Nos bancos da Terra Nova, o Gil Eannes, além das funções de navio hospital que lhe mereceu a alcunha de "Misericórdia do Mar", distribuía correio, procedia a abastecimentos em víveres, combustível, apetrechos de pesca e isco,


foi rebocador, salva-vidas e quebra gelo: quando um dóri ficava encalhado no gelo, o Gil ia ao local, quebrando o gelo com o seu casco de aço, e abria o sulco de retomo ao barco sinistrado. (...) desempenhou, naturalmente, também as funções de navio capitania, na tradição das "Naus Capitainas" de quinhentos.

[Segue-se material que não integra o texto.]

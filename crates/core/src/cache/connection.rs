//! Opening the offline store.
//!
//! One SQLite file holds the cache generations, their entries, the lookup
//! history and the preferences. WAL lets the reactor write while tools read.

use super::migrations;
use crate::Error;
use std::path::Path;
use tokio_rusqlite::Connection;

const PRAGMAS: &str = "PRAGMA journal_mode=WAL;
     PRAGMA synchronous=NORMAL;
     PRAGMA temp_store=MEMORY;
     PRAGMA busy_timeout=5000;
     PRAGMA foreign_keys=ON;";

/// Handle to the offline store.
///
/// Cloning shares the same background connection thread.
#[derive(Clone, Debug)]
pub struct CacheDb {
    pub(crate) conn: Connection,
}

impl CacheDb {
    /// Open (or create) the store at `path` and bring its schema up to date.
    pub async fn open(path: impl AsRef<Path>) -> Result<Self, Error> {
        let conn = Connection::open(path).await.map_err(|e| Error::Database(e.into()))?;
        Self::prepare(conn).await
    }

    /// In-memory store, used by tests and throwaway sessions.
    pub async fn open_in_memory() -> Result<Self, Error> {
        let conn = Connection::open_in_memory()
            .await
            .map_err(|e| Error::Database(e.into()))?;
        Self::prepare(conn).await
    }

    async fn prepare(conn: Connection) -> Result<Self, Error> {
        conn.call(|conn| {
            conn.execute_batch(PRAGMAS)?;
            Ok(())
        })
        .await
        .map_err(Error::Database)?;

        migrations::run(&conn).await?;
        tracing::debug!("offline store ready");

        Ok(Self { conn })
    }
}
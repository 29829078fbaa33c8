//! Response snapshots and the locally synthesized offline responses.

use serde::{Deserialize, Serialize};
use std::borrow::Cow;

/// Served for navigations when neither the network nor the cache answers.
const OFFLINE_PAGE: &str = r#"<!DOCTYPE html>
<html lang="es">
<head>
<meta charset="UTF-8">
<meta name="viewport" content="width=device-width, initial-scale=1.0">
<title>Sin conexión - NaturIA Chile</title>
<style>
body { font-family: sans-serif; display: flex; flex-direction: column; align-items: center;
       justify-content: center; min-height: 100vh; margin: 0; text-align: center; padding: 20px; }
button { padding: 15px 30px; border: none; border-radius: 25px; font-size: 1.1rem; cursor: pointer; }
</style>
</head>
<body>
<h1>Sin conexión</h1>
<p>Parece que no tienes conexión a internet.<br>Conéctate y vuelve a intentar.</p>
<button id="retry" onclick="location.reload()">Reintentar</button>
</body>
</html>
"#;

/// Status, headers and body of a response, as delivered or as stored.
#[derive(Debug, Clone, PartialEq, Eq, Serialize, Deserialize, schemars::JsonSchema)]
pub struct ResponseSnapshot {
    pub status: u16,
    pub headers: Vec<(String, String)>,
    pub body: Vec<u8>,
}

impl ResponseSnapshot {
    pub fn new(status: u16, headers: Vec<(String, String)>, body: Vec<u8>) -> Self {
        Self { status, headers, body }
    }

    /// 2xx status.
    pub fn is_success(&self) -> bool {
        (200..300).contains(&self.status)
    }

    /// First header with the given name, compared case-insensitively.
    pub fn header(&self, name: &str) -> Option<&str> {
        self.headers
            .iter()
            .find(|(k, _)| k.eq_ignore_ascii_case(name))
            .map(|(_, v)| v.as_str())
    }

    pub fn content_type(&self) -> Option<&str> {
        self.header("content-type")
    }

    pub fn body_text(&self) -> Cow<'_, str> {
        String::from_utf8_lossy(&self.body)
    }

    /// The 503 JSON body returned for API calls made while offline.
    pub fn offline_api_error(notice: &str) -> Self {
        let body = serde_json::json!({ "error": notice, "offline": true });
        Self {
            status: 503,
            headers: vec![("content-type".into(), "application/json".into())],
            body: body.to_string().into_bytes(),
        }
    }

    /// The minimal HTML page returned for navigations with nothing cached.
    pub fn offline_page() -> Self {
        Self {
            status: 200,
            headers: vec![("content-type".into(), "text/html; charset=utf-8".into())],
            body: OFFLINE_PAGE.as_bytes().to_vec(),
        }
    }
}

/// Where a delivered response came from.
#[derive(Debug, Clone, Copy, PartialEq, Eq, Serialize, Deserialize, schemars::JsonSchema)]
#[serde(rename_all = "lowercase")]
pub enum ResponseSource {
    Network,
    Cache,
    Synthesized,
}

/// A response handed back to the page.
#[derive(Debug, Clone, PartialEq, Eq, Serialize, Deserialize, schemars::JsonSchema)]
pub struct Served {
    pub response: ResponseSnapshot,
    pub source: ResponseSource,
}

impl Served {
    pub fn network(response: ResponseSnapshot) -> Self {
        Self { response, source: ResponseSource::Network }
    }

    pub fn cache(response: ResponseSnapshot) -> Self {
        Self { response, source: ResponseSource::Cache }
    }

    pub fn synthesized(response: ResponseSnapshot) -> Self {
        Self { response, source: ResponseSource::Synthesized }
    }
}
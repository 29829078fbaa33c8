//! Configuration validation rules.
//!
//! Checked once after loading from environment, files, or defaults.

use crate::config::AppConfig;
use thiserror::Error;

/// Configuration validation errors.
#[derive(Debug, Error)]
pub enum ConfigError {
    #[error("failed to load configuration: {0}")]
    LoadFailed(String),

    #[error("invalid configuration: {field} - {reason}")]
    Invalid { field: String, reason: String },
}

fn invalid(field: &str, reason: impl Into<String>) -> ConfigError {
    ConfigError::Invalid { field: field.into(), reason: reason.into() }
}

impl AppConfig {
    /// Validate configuration values after loading.
    ///
    /// # Errors
    ///
    /// Returns `ConfigError::Invalid` if:
    /// - `cache_version`, `user_agent` or `offline_notice` is empty
    /// - `origin` is not an http(s) URL
    /// - a `manifest` or `api_paths` item is blank
    /// - `max_bytes` is 0 or exceeds 50MB
    /// - `timeout_ms` is less than 100ms or exceeds 5 minutes
    pub fn validate(&self) -> Result<(), ConfigError> {
        if self.cache_version.trim().is_empty() {
            return Err(invalid("cache_version", "must not be empty"));
        }

        self.origin_url()?;

        if self.manifest.iter().any(|m| m.trim().is_empty()) {
            return Err(invalid("manifest", "entries must not be blank"));
        }
        if self.api_paths.iter().any(|p| p.trim().is_empty()) {
            return Err(invalid("api_paths", "entries must not be blank"));
        }

        if self.max_bytes == 0 {
            return Err(invalid("max_bytes", "must be greater than 0"));
        }
        if self.max_bytes > 50 * 1024 * 1024 {
            return Err(invalid("max_bytes", "must not exceed 50MB"));
        }

        if self.timeout_ms < 100 {
            return Err(invalid("timeout_ms", "must be at least 100ms"));
        }
        if self.timeout_ms > 300_000 {
            return Err(invalid("timeout_ms", "must not exceed 5 minutes (300000ms)"));
        }

        if self.user_agent.is_empty() {
            return Err(invalid("user_agent", "must not be empty"));
        }
        if self.offline_notice.trim().is_empty() {
            return Err(invalid("offline_notice", "must not be empty"));
        }

        if self.manifest.is_empty() {
            tracing::warn!("manifest is empty; installs will create an empty generation");
        }

        Ok(())
    }
}

#[cfg(test)]
mod tests {
    use super::*;

    fn field_of(result: Result<(), ConfigError>) -> String {
        match result {
            Err(ConfigError::Invalid { field, .. }) => field,
            other => panic!("expected Invalid, got {other:?}"),
        }
    }

    #[test]
    fn test_validate_default_config() {
        assert!(AppConfig::default().validate().is_ok());
    }

    #[test]
    fn test_validate_blank_version() {
        let config = AppConfig { cache_version: "  ".into(), ..Default::default() };
        assert_eq!(field_of(config.validate()), "cache_version");
    }

    #[test]
    fn test_validate_bad_origin() {
        let config = AppConfig { origin: "not a url".into(), ..Default::default() };
        assert_eq!(field_of(config.validate()), "origin");
    }

    #[test]
    fn test_validate_blank_manifest_entry() {
        let config = AppConfig { manifest: vec!["/".into(), "".into()], ..Default::default() };
        assert_eq!(field_of(config.validate()), "manifest");
    }

    #[test]
    fn test_validate_blank_api_path() {
        let config = AppConfig { api_paths: vec![" ".into()], ..Default::default() };
        assert_eq!(field_of(config.validate()), "api_paths");
    }

    #[test]
    fn test_validate_max_bytes_bounds() {
        let config = AppConfig { max_bytes: 0, ..Default::default() };
        assert_eq!(field_of(config.validate()), "max_bytes");

        let config = AppConfig { max_bytes: 51 * 1024 * 1024, ..Default::default() };
        assert_eq!(field_of(config.validate()), "max_bytes");
    }

    #[test]
    fn test_validate_timeout_bounds() {
        let config = AppConfig { timeout_ms: 50, ..Default::default() };
        assert_eq!(field_of(config.validate()), "timeout_ms");

        let config = AppConfig { timeout_ms: 301_000, ..Default::default() };
        assert_eq!(field_of(config.validate()), "timeout_ms");
    }

    #[test]
    fn test_validate_empty_notice() {
        let config = AppConfig { offline_notice: String::new(), ..Default::default() };
        assert_eq!(field_of(config.validate()), "offline_notice");
    }

    #[test]
    fn test_validate_edge_values() {
        let config = AppConfig {
            max_bytes: 50 * 1024 * 1024,
            timeout_ms: 100,
            manifest: Vec::new(),
            ..Default::default()
        };
        assert!(config.validate().is_ok());
    }
}
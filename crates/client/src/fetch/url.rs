//! URL resolution and canonicalization for request identity.

use url::Url;

/// Error type for URL resolution failures.
#[derive(Debug, Clone, thiserror::Error)]
pub enum UrlError {
    #[error("empty URL")]
    Empty,

    #[error("unsupported scheme: {0}")]
    UnsupportedScheme(String),

    #[error("invalid URL: {0}")]
    InvalidUrl(String),
}

/// Resolve `input` against the application origin and canonicalize it.
///
/// Normalization steps:
/// 1. Trim leading/trailing whitespace
/// 2. Absolute URLs are parsed as-is; anything else joins onto `origin`
/// 3. Only http and https are accepted
/// 4. Lowercase the host
/// 5. Remove fragment (#...)
/// 6. Keep query string intact (do not reorder)
pub fn resolve(origin: &Url, input: &str) -> Result<Url, UrlError> {
    let trimmed = input.trim();

    if trimmed.is_empty() {
        return Err(UrlError::Empty);
    }

    let parsed = if trimmed.contains("://") {
        Url::parse(trimmed)
    } else {
        origin.join(trimmed)
    }
    .map_err(|e| UrlError::InvalidUrl(e.to_string()))?;

    canonicalize(parsed)
}

/// Canonicalize an already-parsed URL.
pub fn canonicalize(mut url: Url) -> Result<Url, UrlError> {
    match url.scheme() {
        "http" | "https" => {}
        scheme => return Err(UrlError::UnsupportedScheme(scheme.to_string())),
    }

    if let Some(host) = url.host_str() {
        let lowered = host.to_lowercase();
        if lowered != host {
            url.set_host(Some(&lowered))
                .map_err(|e| UrlError::InvalidUrl(e.to_string()))?;
        }
    }

    url.set_fragment(None);

    Ok(url)
}

/// The URL string used as the cache identity of a request.
pub fn identity(url: &Url) -> String {
    let mut url = url.clone();
    url.set_fragment(None);
    url.into()
}
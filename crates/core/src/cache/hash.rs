//! Request-identity cache key generation.

use sha2::{Digest, Sha256};

/// Compute the cache key for a normalized request identity.
///
/// The method is upper-cased so `get` and `GET` collapse to the same entry;
/// the URL is expected to be canonicalized already.
pub fn compute_cache_key(method: &str, url: &str) -> String {
    let mut hasher = Sha256::new();
    hasher.update(method.to_ascii_uppercase().as_bytes());
    hasher.update(b"\n");
    hasher.update(url.as_bytes());
    hex::encode(hasher.finalize())
}
use serde::{Deserialize, Serialize};
use std::fmt;
use std::ops::{BitAnd, BitOr, BitOrAssign};

/// Bitfield of logical inputs that make up one chord shape
///
/// Each set bit is one input taking part in the chord. The zero value is
/// reserved for "nothing" and is never a playable chord.
#[derive(
    Clone, Copy, Debug, Default, PartialEq, Eq, Hash, PartialOrd, Ord, Serialize, Deserialize,
)]
#[serde(transparent)]
pub struct Chord(u32);

impl Chord {
    pub const NONE: Chord = Chord(0);

    /// Number of usable bit positions
    pub const WIDTH: u8 = 32;

    pub const fn from_bits(bits: u32) -> Self {
        Chord(bits)
    }

    /// The chord with only bit `index` set, if the index fits
    pub const fn bit(index: u8) -> Option<Self> {
        if index < Self::WIDTH {
            Some(Chord(1 << index))
        } else {
            None
        }
    }

    pub const fn bits(self) -> u32 {
        self.0
    }

    pub const fn is_empty(self) -> bool {
        self.0 == 0
    }

    pub const fn is_single_bit(self) -> bool {
        self.0.is_power_of_two()
    }

    /// True when every bit of `other` is also set in `self`
    pub const fn contains(self, other: Chord) -> bool {
        self.0 & other.0 == other.0
    }

    pub const fn intersects(self, other: Chord) -> bool {
        self.0 & other.0 != 0
    }

    pub const fn without(self, other: Chord) -> Self {
        Chord(self.0 & !other.0)
    }

    pub const fn len(self) -> u32 {
        self.0.count_ones()
    }
}

impl BitOr for Chord {
    type Output = Chord;

    fn bitor(self, rhs: Chord) -> Chord {
        Chord(self.0 | rhs.0)
    }
}

impl BitOrAssign for Chord {
    fn bitor_assign(&mut self, rhs: Chord) {
        self.0 |= rhs.0;
    }
}

impl BitAnd for Chord {
    type Output = Chord;

    fn bitand(self, rhs: Chord) -> Chord {
        Chord(self.0 & rhs.0)
    }
}

impl FromIterator<Chord> for Chord {
    fn from_iter<I: IntoIterator<Item = Chord>>(iter: I) -> Self {
        iter.into_iter().fold(Chord::NONE, |acc, chord| acc | chord)
    }
}

impl fmt::Display for Chord {
    fn fmt(&self, f: &mut fmt::Formatter<'_>) -> fmt::Result {
        write!(f, "{:#b}", self.0)
    }
}
pub mod virtual_keyboard;

pub use virtual_keyboard::{render, KeySink, OutputError, UinputKeyboard};
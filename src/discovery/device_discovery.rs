use crate::controller::DeviceLayout;
use crate::discovery::DiscoveryError;
use evdev::{AbsoluteAxisType, Device, Key};
use serde::{Deserialize, Serialize};
use std::fmt;
use std::io;
use std::path::{Path, PathBuf};
use tracing::{debug, info, warn};

/// Product id of the ELECOM mouse used as the left hand
pub const DEFAULT_LEFT_PRODUCT: u16 = 0x00fd;

pub const DEFAULT_PAIR_NAME: &str = "ELECOM TrackBall Mouse";

#[derive(Clone, Debug, PartialEq, Eq, Serialize, Deserialize)]
#[serde(default)]
pub struct DeviceSelector {
    /// Device nodes whose path starts with this are candidates
    pub path_prefix: PathBuf,
    pub name_contains: Option<String>,
    pub grab: bool,
    /// Two devices, one per hand, instead of one
    pub pair: Option<PairSelector>,
}

impl Default for DeviceSelector {
    fn default() -> Self {
        Self {
            path_prefix: PathBuf::from("/dev/input/event"),
            name_contains: None,
            grab: true,
            pair: None,
        }
    }
}

#[derive(Clone, Debug, PartialEq, Eq, Serialize, Deserialize)]
#[serde(default)]
pub struct PairSelector {
    pub left_product: u16,
    /// Applied on top of the device selector's own name filter
    pub name_contains: Option<String>,
}

impl Default for PairSelector {
    fn default() -> Self {
        Self {
            left_product: DEFAULT_LEFT_PRODUCT,
            name_contains: Some(DEFAULT_PAIR_NAME.to_string()),
        }
    }
}

/// Codes a device must advertise before it is picked
#[derive(Clone, Debug, Default, PartialEq, Eq)]
pub struct DeviceRequirements {
    pub keys: Vec<Key>,
    pub axes: Vec<AbsoluteAxisType>,
}

impl DeviceRequirements {
    pub fn for_layout(layout: &DeviceLayout) -> Self {
        Self {
            keys: layout.keys().collect(),
            axes: layout.axes().collect(),
        }
    }

    /// What two layouts have in common, for devices that may take either hand
    pub fn shared(left: &DeviceLayout, right: &DeviceLayout) -> Self {
        let right = Self::for_layout(right);
        Self {
            keys: left.keys().filter(|key| right.keys.contains(key)).collect(),
            axes: left.axes().filter(|axis| right.axes.contains(axis)).collect(),
        }
    }

    pub fn is_empty(&self) -> bool {
        self.keys.is_empty() && self.axes.is_empty()
    }

    pub fn is_met<K, A>(&self, has_key: K, has_axis: A) -> bool
    where
        K: Fn(Key) -> bool,
        A: Fn(AbsoluteAxisType) -> bool,
    {
        self.keys.iter().all(|key| has_key(*key)) && self.axes.iter().all(|axis| has_axis(*axis))
    }

    pub fn is_met_by(&self, device: &Device) -> bool {
        let keys = device.supported_keys();
        let axes = device.supported_absolute_axes();
        self.is_met(
            |key| keys.is_some_and(|supported| supported.contains(key)),
            |axis| axes.is_some_and(|supported| supported.contains(axis)),
        )
    }
}

pub struct DiscoveredDevice {
    pub path: PathBuf,
    pub device: Device,
}

impl DiscoveredDevice {
    pub fn name(&self) -> &str {
        self.device.name().unwrap_or("unnamed device")
    }

    pub fn product(&self) -> u16 {
        self.device.input_id().product()
    }
}

impl fmt::Debug for DiscoveredDevice {
    fn fmt(&self, f: &mut fmt::Formatter<'_>) -> fmt::Result {
        f.debug_struct("DiscoveredDevice")
            .field("path", &self.path)
            .field("name", &self.name())
            .field("product", &format_args!("{:#06x}", self.product()))
            .finish()
    }
}

#[derive(Debug)]
pub enum AcquiredDevice {
    Single(DiscoveredDevice),
    Pair {
        left: DiscoveredDevice,
        right: DiscoveredDevice,
    },
}

/// Candidate device nodes in sorted order
pub fn candidate_paths(prefix: &Path) -> Result<Vec<PathBuf>, DiscoveryError> {
    let dir = prefix
        .parent()
        .filter(|dir| !dir.as_os_str().is_empty())
        .unwrap_or(Path::new("."));
    let stem = prefix
        .file_name()
        .map(|name| name.to_string_lossy().into_owned())
        .unwrap_or_default();

    let entries = std::fs::read_dir(dir).map_err(|source| DiscoveryError::Enumerate {
        path: dir.to_path_buf(),
        source,
    })?;

    let mut paths: Vec<PathBuf> = entries
        .filter_map(|entry| {
            entry
                .inspect_err(|e| debug!("Skipping unreadable entry in {}: {}", dir.display(), e))
                .ok()
        })
        .filter(|entry| entry.file_name().to_string_lossy().starts_with(&stem))
        .map(|entry| entry.path())
        .collect();
    paths.sort();

    debug!("{} candidate nodes under {}", paths.len(), dir.display());
    Ok(paths)
}

fn name_matches(name: &str, filter: Option<&str>) -> bool {
    filter.map_or(true, |filter| name.contains(filter))
}

/// Opens every candidate that matches the selector's name filter and
/// advertises everything in `requirements`
///
/// Nodes that cannot be opened as input devices are skipped, except when
/// access is denied.
pub fn discover(
    selector: &DeviceSelector,
    requirements: &DeviceRequirements,
) -> Result<Vec<DiscoveredDevice>, DiscoveryError> {
    let pair_filter = selector
        .pair
        .as_ref()
        .and_then(|pair| pair.name_contains.as_deref());
    let mut found = Vec::new();

    for path in candidate_paths(&selector.path_prefix)? {
        let device = match Device::open(&path) {
            Ok(device) => device,
            Err(e) if e.kind() == io::ErrorKind::PermissionDenied => {
                return Err(DiscoveryError::PermissionDenied(path));
            }
            Err(e) => {
                debug!("Skipping {}: {}", path.display(), e);
                continue;
            }
        };

        let discovered = DiscoveredDevice { path, device };
        let name = discovered.name();
        if !name_matches(name, selector.name_contains.as_deref())
            || !name_matches(name, pair_filter)
        {
            debug!("Skipping {:?}, name does not match", discovered);
            continue;
        }
        if !requirements.is_met_by(&discovered.device) {
            debug!("Skipping {:?}, missing codes the layout needs", discovered);
            continue;
        }

        debug!("Candidate {:?}", discovered);
        found.push(discovered);
    }

    Ok(found)
}

/// Picks the device, or the pair of devices, to chord with
pub fn acquire(
    selector: &DeviceSelector,
    requirements: &DeviceRequirements,
) -> Result<AcquiredDevice, DiscoveryError> {
    let mut found = discover(selector, requirements)?.into_iter();

    let Some(pair) = &selector.pair else {
        let device = found.next().ok_or(DiscoveryError::NoValidDevice)?;
        info!("Selected {:?}", device);
        return Ok(AcquiredDevice::Single(device));
    };

    let (Some(first), Some(second)) = (found.next(), found.next()) else {
        return Err(DiscoveryError::NoValidDevice);
    };

    let (left, right) = assign_hands(first, second, pair.left_product);
    info!("Selected left hand {:?}, right hand {:?}", left, right);
    Ok(AcquiredDevice::Pair { left, right })
}

fn assign_hands(
    first: DiscoveredDevice,
    second: DiscoveredDevice,
    left_product: u16,
) -> (DiscoveredDevice, DiscoveredDevice) {
    if first.product() != left_product && second.product() == left_product {
        return (second, first);
    }

    if first.product() != left_product {
        warn!(
            "Neither device has product id {:#06x}, using discovery order",
            left_product
        );
    }
    (first, second)
}

#[cfg(test)]
mod tests {
    use super::*;
    use std::collections::HashSet;

    fn advertises(
        keys: &[Key],
        axes: &[AbsoluteAxisType],
    ) -> (HashSet<Key>, Vec<AbsoluteAxisType>) {
        (
            keys.iter().copied().collect(),
            axes.iter().copied().collect(),
        )
    }

    fn met(requirements: &DeviceRequirements, keys: &[Key], axes: &[AbsoluteAxisType]) -> bool {
        let (keys, axes) = advertises(keys, axes);
        requirements.is_met(|key| keys.contains(&key), |axis| axes.contains(&axis))
    }

    #[test]
    fn test_keyboard_does_not_pass_for_steam_controller() {
        let requirements = DeviceRequirements::for_layout(&DeviceLayout::steam_controller());

        let keyboard = [Key::KEY_A, Key::KEY_Q, Key::KEY_ENTER, Key::KEY_POWER];
        assert!(!met(&requirements, &keyboard, &[]));

        let controller_keys: Vec<Key> = DeviceLayout::steam_controller().keys().collect();
        // buttons alone are not enough without the pads
        assert!(!met(
            &requirements,
            &controller_keys,
            &[AbsoluteAxisType::ABS_Z, AbsoluteAxisType::ABS_RZ]
        ));
        let all_axes: Vec<AbsoluteAxisType> = DeviceLayout::steam_controller().axes().collect();
        assert!(met(&requirements, &controller_keys, &all_axes));
    }

    #[test]
    fn test_pair_requires_shared_mouse_buttons() {
        let requirements = DeviceRequirements::shared(
            &DeviceLayout::left_hand_mouse(),
            &DeviceLayout::right_hand_mouse(),
        );
        assert_eq!(requirements.keys, vec![Key::BTN_LEFT, Key::BTN_RIGHT]);
        assert!(requirements.axes.is_empty());

        assert!(met(&requirements, &[Key::BTN_LEFT, Key::BTN_RIGHT, Key::BTN_MIDDLE], &[]));
        assert!(!met(&requirements, &[Key::KEY_A, Key::KEY_LEFTSHIFT], &[]));
    }

    #[test]
    fn test_empty_layout_has_no_requirements() {
        let requirements = DeviceRequirements::for_layout(&DeviceLayout::default());
        assert!(requirements.is_empty());
        assert!(met(&requirements, &[], &[]));
    }

    #[test]
    fn test_name_filters() {
        assert!(name_matches("Valve Software Steam Controller", None));
        assert!(name_matches(
            "ELECOM ELECOM TrackBall Mouse",
            Some(DEFAULT_PAIR_NAME)
        ));
        assert!(!name_matches("AT Translated Set 2 keyboard", Some(DEFAULT_PAIR_NAME)));
    }
}
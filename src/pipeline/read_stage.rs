use crate::controller::{ButtonEvent, ButtonSource};
use crate::pipeline::{ErrorSlot, StageError};
use chrono::Local;
use tokio::sync::mpsc;
use tokio_util::sync::CancellationToken;
use tracing::{debug, error, info, warn};

const STATS_INTERVAL_SECS: i64 = 30;

/// Reads the source until it fails or the scope is cancelled
///
/// The source is closed on every exit path.
pub async fn run_read_stage<S: ButtonSource>(
    mut source: S,
    sender: mpsc::Sender<ButtonEvent>,
    scope: CancellationToken,
    slot: ErrorSlot,
) {
    info!("Read stage started");

    let mut event_count = 0u64;
    let mut unbound_count = 0u64;
    let mut last_log_time = Local::now();
    let log_interval = chrono::Duration::seconds(STATS_INTERVAL_SECS);

    loop {
        let result = tokio::select! {
            biased;
            _ = scope.cancelled() => {
                slot.record(StageError::Cancelled);
                break;
            }
            result = source.read_event() => result,
        };

        match result {
            Ok(event) => {
                debug!("Read {}", event);
                let sent = tokio::select! {
                    biased;
                    _ = scope.cancelled() => {
                        slot.record(StageError::Cancelled);
                        break;
                    }
                    sent = sender.send(event) => sent,
                };
                if sent.is_err() {
                    slot.record(StageError::DownstreamClosed);
                    scope.cancel();
                    break;
                }
                event_count += 1;
            }
            Err(e) if e.is_unbound() => {
                warn!("{}", e);
                unbound_count += 1;
            }
            Err(e) => {
                error!("Read stage failed: {}", e);
                slot.record(StageError::Source(e));
                scope.cancel();
                break;
            }
        }

        let now = Local::now();
        if now - last_log_time > log_interval {
            info!(
                "Read stage stats: {} events, {} unbound in last {} seconds",
                event_count,
                unbound_count,
                log_interval.num_seconds()
            );
            event_count = 0;
            unbound_count = 0;
            last_log_time = now;
        }
    }

    source.close();
    info!("Read stage finished");
}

Mas ao fim de vinte anos de trabalho, o Gil ficou velhinho. Velhinho e gasto. Ainda pôde ver com alegria o restabelecimento da democracia que o seu antecessor conhecera. Só que, com as novas condições surgidas, também agora se regressava ao sistema de consumir bacalhau comprado, à Islândia e à Noruega. (...), sabemos que a sua última viagem à Terra Nova foi em 1973. Mas neste ano fez uma viagem diplomática ao Brasil. Depois, o Gil deixou de ser útil. Ainda foi à Noruega para de lá trazer bacalhau fresco nas suas instalações de frio e trouxe refugiados de Angola. Mas, depois, foi sendo empurrado, como um fardo inútil, de cais para cais lisboeta, até se anichar no Cais da Rocha, donde o venderam para abate à empresa Baptista & Irmãos, Lda. É a Alhos Vedros que o vamos buscar para o tratar e reabilitar. 

 

Alberto A. Abreu

Fotos : Araújo Maceira

Apoio : Fundação Gil Eannes,


(Retirado da brochura original dos Estaleiros Navais de Viana do Castelo e pelo Grémio dos

Armadores de Navios da Pesca do Bacalhau de 1955 e constante na reedição "Gil Eannes"

da Câmara Municipal de Viana do Castelo e da Comissão Especial Pró Gil Eannes de 1997)

 

Resgatado ao sucateiro pela então Comissão Pró Gil Eannes, transformada posteriormente em Fundação Gil Eannes, actual proprietária do navio que transforma a embarcação em museu flutuante, abrindo as portas ao público em Agosto de 1998.